= WHAT YOU SHOULD DO =
All lines in the records that carry the string "Some" are to be shown.

= PROVIDED DATA =

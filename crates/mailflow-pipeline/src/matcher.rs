//! Matcher contract
//!
//! A matcher selects the subset of a message's recipients that are in scope
//! for the paired mailet. Matcher failures are routed through the step's
//! [`MatchFailurePolicy`] rather than unwinding through the stage run.

use crate::mail::Mail;
use async_trait::async_trait;
use mailflow_common::types::EmailAddress;
use thiserror::Error;

/// Matcher error types
#[derive(Debug, Error)]
pub enum MatcherError {
    /// The condition string handed to the matcher was malformed
    #[error("Invalid matcher condition: {0}")]
    Condition(String),

    /// Evaluation failed at runtime
    #[error("Matcher evaluation failed: {0}")]
    Evaluation(String),
}

/// Configuration handed to a matcher at load time
#[derive(Debug, Clone, Default)]
pub struct MatcherConfig {
    /// The part after `=` in a `Name=condition` specification
    pub condition: Option<String>,
}

impl MatcherConfig {
    /// Configuration with a condition string
    pub fn with_condition(condition: impl Into<String>) -> Self {
        Self {
            condition: Some(condition.into()),
        }
    }

    /// The condition, or a configuration error if the matcher requires one
    pub fn require_condition(&self) -> Result<&str, MatcherError> {
        self.condition.as_deref().ok_or_else(|| {
            MatcherError::Condition("matcher requires a condition argument".to_string())
        })
    }
}

/// A recipient-selecting condition component
#[async_trait]
pub trait Matcher: Send + Sync {
    /// Matcher name, for logs and introspection
    fn name(&self) -> &str;

    /// Called once at load time, before the instance is shared
    async fn init(&mut self, config: &MatcherConfig) -> Result<(), MatcherError> {
        let _ = config;
        Ok(())
    }

    /// Return the subset of `candidates` in scope for the paired mailet.
    /// An empty result means no match. Implementations must be safe for
    /// concurrent invocation across messages.
    async fn matches(
        &self,
        mail: &Mail,
        candidates: &[EmailAddress],
    ) -> Result<Vec<EmailAddress>, MatcherError>;

    /// Called exactly once at shutdown
    async fn destroy(&self) -> Result<(), MatcherError> {
        Ok(())
    }
}

/// Outcome of evaluating a matcher against a message
#[derive(Debug)]
pub enum MatchOutcome {
    /// These recipients are in scope for the mailet
    Matched(Vec<EmailAddress>),
    /// No recipient matched; the mailet is skipped
    NotMatched,
    /// The matcher itself failed; consumed by the step's failure policy
    Failed(MatcherError),
}

/// What a step does when its matcher fails
#[derive(Debug, Clone, PartialEq, Eq, Default)]
pub enum MatchFailurePolicy {
    /// Reject the message: record the error and set state to `error`
    #[default]
    Deny,
    /// Treat the failure as a no-match and continue with the next step
    Decline,
    /// Route the message to the named stage immediately
    RouteTo(String),
}

impl MatchFailurePolicy {
    /// Parse the `on-match-exception` configuration value
    pub fn parse(value: &str) -> Self {
        match value {
            "error" => Self::Deny,
            "decline" | "nomatch" => Self::Decline,
            stage => Self::RouteTo(stage.to_string()),
        }
    }
}

/// Logical NOT of another matcher's recipient selection
pub struct MatcherInverter {
    inner: Box<dyn Matcher>,
    label: String,
}

impl MatcherInverter {
    /// Wrap an already initialized matcher
    pub fn new(inner: Box<dyn Matcher>) -> Self {
        let label = format!("Not({})", inner.name());
        Self { inner, label }
    }
}

#[async_trait]
impl Matcher for MatcherInverter {
    fn name(&self) -> &str {
        &self.label
    }

    async fn matches(
        &self,
        mail: &Mail,
        candidates: &[EmailAddress],
    ) -> Result<Vec<EmailAddress>, MatcherError> {
        let hit = self.inner.matches(mail, candidates).await?;
        Ok(candidates
            .iter()
            .filter(|c| !hit.contains(c))
            .cloned()
            .collect())
    }

    async fn destroy(&self) -> Result<(), MatcherError> {
        self.inner.destroy().await
    }
}
//! Mailflow Core - protocol front-end and delivery
//!
//! The SMTP listener accepts messages over the wire and submits them to
//! the processing pipeline; the delivery mailets take messages back out of
//! the pipeline into local storage.

pub mod delivery;
pub mod smtp;

pub use delivery::{LocalDelivery, ToRepository};
pub use smtp::{SmtpHandler, SmtpServer};
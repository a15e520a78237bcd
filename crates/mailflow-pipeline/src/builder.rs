//! Pipeline builder
//!
//! Turns the declarative stage configuration into a [`StageRegistry`],
//! resolving every matcher and mailet through the plugin registry up
//! front. Any resolution or init failure aborts the build; no partially
//! built pipeline is ever handed out.

use crate::mailet::MailetConfig;
use crate::matcher::MatchFailurePolicy;
use crate::registry::PluginRegistry;
use crate::stage::{Stage, Step};
use mailflow_common::config::{PipelineConfig, StepConfig};
use mailflow_common::{Error, Result};
use std::collections::HashMap;
use std::sync::Arc;
use tracing::info;

/// Default matcher applied when a step declares neither match nor notmatch
const DEFAULT_MATCHER: &str = "All";

/// Name → stage lookup, immutable once built
pub struct StageRegistry {
    stages: HashMap<String, Arc<Stage>>,
}

impl StageRegistry {
    /// The stage answering to `name`, if configured
    pub fn get(&self, name: &str) -> Option<Arc<Stage>> {
        self.stages.get(name).cloned()
    }

    /// Configured stage names, sorted for stable output
    pub fn stage_names(&self) -> Vec<&str> {
        let mut names: Vec<&str> = self.stages.keys().map(String::as_str).collect();
        names.sort_unstable();
        names
    }

    /// Number of configured stages
    pub fn len(&self) -> usize {
        self.stages.len()
    }

    /// Whether no stage is configured
    pub fn is_empty(&self) -> bool {
        self.stages.is_empty()
    }
}

/// Builds a stage registry from configuration
pub struct PipelineBuilder {
    registry: PluginRegistry,
}

impl PipelineBuilder {
    /// Start a build resolving names through `registry`
    pub fn new(registry: PluginRegistry) -> Self {
        Self { registry }
    }

    /// Consume the builder, producing the stage registry and the plugin
    /// registry now holding every loaded instance for later teardown
    pub async fn build(
        mut self,
        config: &PipelineConfig,
    ) -> Result<(StageRegistry, PluginRegistry)> {
        if config.stages.is_empty() {
            return Err(Error::Config(
                "Pipeline configuration declares no stages".to_string(),
            ));
        }

        let mut stages = HashMap::new();

        for stage_conf in &config.stages {
            if stages.contains_key(&stage_conf.name) {
                return Err(Error::Config(format!(
                    "Duplicate stage name: {}",
                    stage_conf.name
                )));
            }

            let mut steps = Vec::with_capacity(stage_conf.steps.len());
            for step_conf in &stage_conf.steps {
                steps.push(self.build_step(&stage_conf.name, step_conf).await?);
            }

            info!(
                stage = %stage_conf.name,
                steps = steps.len(),
                "Stage assembled"
            );
            stages.insert(
                stage_conf.name.clone(),
                Arc::new(Stage::new(stage_conf.name.clone(), steps)),
            );
        }

        Ok((StageRegistry { stages }, self.registry))
    }

    async fn build_step(&mut self, stage_name: &str, step_conf: &StepConfig) -> Result<Step> {
        let matcher = match (&step_conf.matcher, &step_conf.not_matcher) {
            (Some(_), Some(_)) => {
                return Err(Error::Config(format!(
                    "Stage {}: configure only match or notmatch per step, not both",
                    stage_name
                )));
            }
            (Some(spec), None) => self.registry.load_matcher(spec, false).await?,
            (None, Some(spec)) => self.registry.load_matcher(spec, true).await?,
            (None, None) => self.registry.load_matcher(DEFAULT_MATCHER, false).await?,
        };

        let mailet_config = MailetConfig::new(step_conf.config.clone());
        let mailet = self
            .registry
            .load_mailet(&step_conf.mailet, &mailet_config)
            .await?;

        let on_failure = step_conf
            .on_match_exception
            .as_deref()
            .map(MatchFailurePolicy::parse)
            .unwrap_or_default();

        Ok(Step::new(matcher, mailet, on_failure))
    }
}

#[cfg(test)]
mod tests {
    use super::*;

    fn pipeline_toml(toml: &str) -> PipelineConfig {
        toml::from_str(toml).unwrap()
    }

    #[tokio::test]
    async fn test_build_wires_stages_and_steps() {
        let config = pipeline_toml(
            r#"
            [[stage]]
            name = "root"
            [[stage.step]]
            mailet = "ToProcessor"
            match = "All"
            [stage.step.config]
            processor = "transport"

            [[stage]]
            name = "transport"
            [[stage.step]]
            mailet = "Null"
            notmatch = "SenderIs=noreply@example.com"
            "#,
        );

        let (stages, _registry) = PipelineBuilder::new(PluginRegistry::with_builtins())
            .build(&config)
            .await
            .unwrap();

        assert_eq!(stages.len(), 2);
        assert_eq!(stages.stage_names(), vec!["root", "transport"]);

        let root = stages.get("root").unwrap();
        assert_eq!(root.steps().len(), 1);
        assert_eq!(root.steps()[0].matcher_label(), "All");
        assert_eq!(root.steps()[0].mailet_label(), "ToProcessor");

        let transport = stages.get("transport").unwrap();
        assert_eq!(transport.steps()[0].matcher_label(), "Not(SenderIs)");
    }

    #[tokio::test]
    async fn test_match_and_notmatch_together_is_fatal() {
        let config = pipeline_toml(
            r#"
            [[stage]]
            name = "root"
            [[stage.step]]
            mailet = "Null"
            match = "All"
            notmatch = "All"
            "#,
        );

        let err = PipelineBuilder::new(PluginRegistry::with_builtins())
            .build(&config)
            .await;
        assert!(matches!(err, Err(Error::Config(_))));
    }

    #[tokio::test]
    async fn test_unknown_mailet_aborts_build() {
        let config = pipeline_toml(
            r#"
            [[stage]]
            name = "root"
            [[stage.step]]
            mailet = "DoesNotExist"
            "#,
        );

        let err = PipelineBuilder::new(PluginRegistry::with_builtins())
            .build(&config)
            .await;
        assert!(matches!(err, Err(Error::Config(_))));
    }

    #[tokio::test]
    async fn test_missing_matcher_defaults_to_all() {
        let config = pipeline_toml(
            r#"
            [[stage]]
            name = "root"
            [[stage.step]]
            mailet = "Null"
            "#,
        );

        let (stages, _registry) = PipelineBuilder::new(PluginRegistry::with_builtins())
            .build(&config)
            .await
            .unwrap();
        let root = stages.get("root").unwrap();
        assert_eq!(root.steps()[0].matcher_label(), "All");
    }

    #[tokio::test]
    async fn test_duplicate_stage_name_is_fatal() {
        let config = pipeline_toml(
            r#"
            [[stage]]
            name = "root"

            [[stage]]
            name = "root"
            "#,
        );

        let err = PipelineBuilder::new(PluginRegistry::with_builtins())
            .build(&config)
            .await;
        assert!(matches!(err, Err(Error::Config(_))));
    }

    #[tokio::test]
    async fn test_empty_pipeline_is_fatal() {
        let config = PipelineConfig::default();
        let err = PipelineBuilder::new(PluginRegistry::with_builtins())
            .build(&config)
            .await;
        assert!(matches!(err, Err(Error::Config(_))));
    }
}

= EXERCISE RESULT =
            condition: Some(condition.into()),
            (Some(_), Some(_)) => {
            (Some(spec), None) => self.registry.load_matcher(spec, false).await?,
            (None, Some(spec)) => self.registry.load_matcher(spec, true).await?,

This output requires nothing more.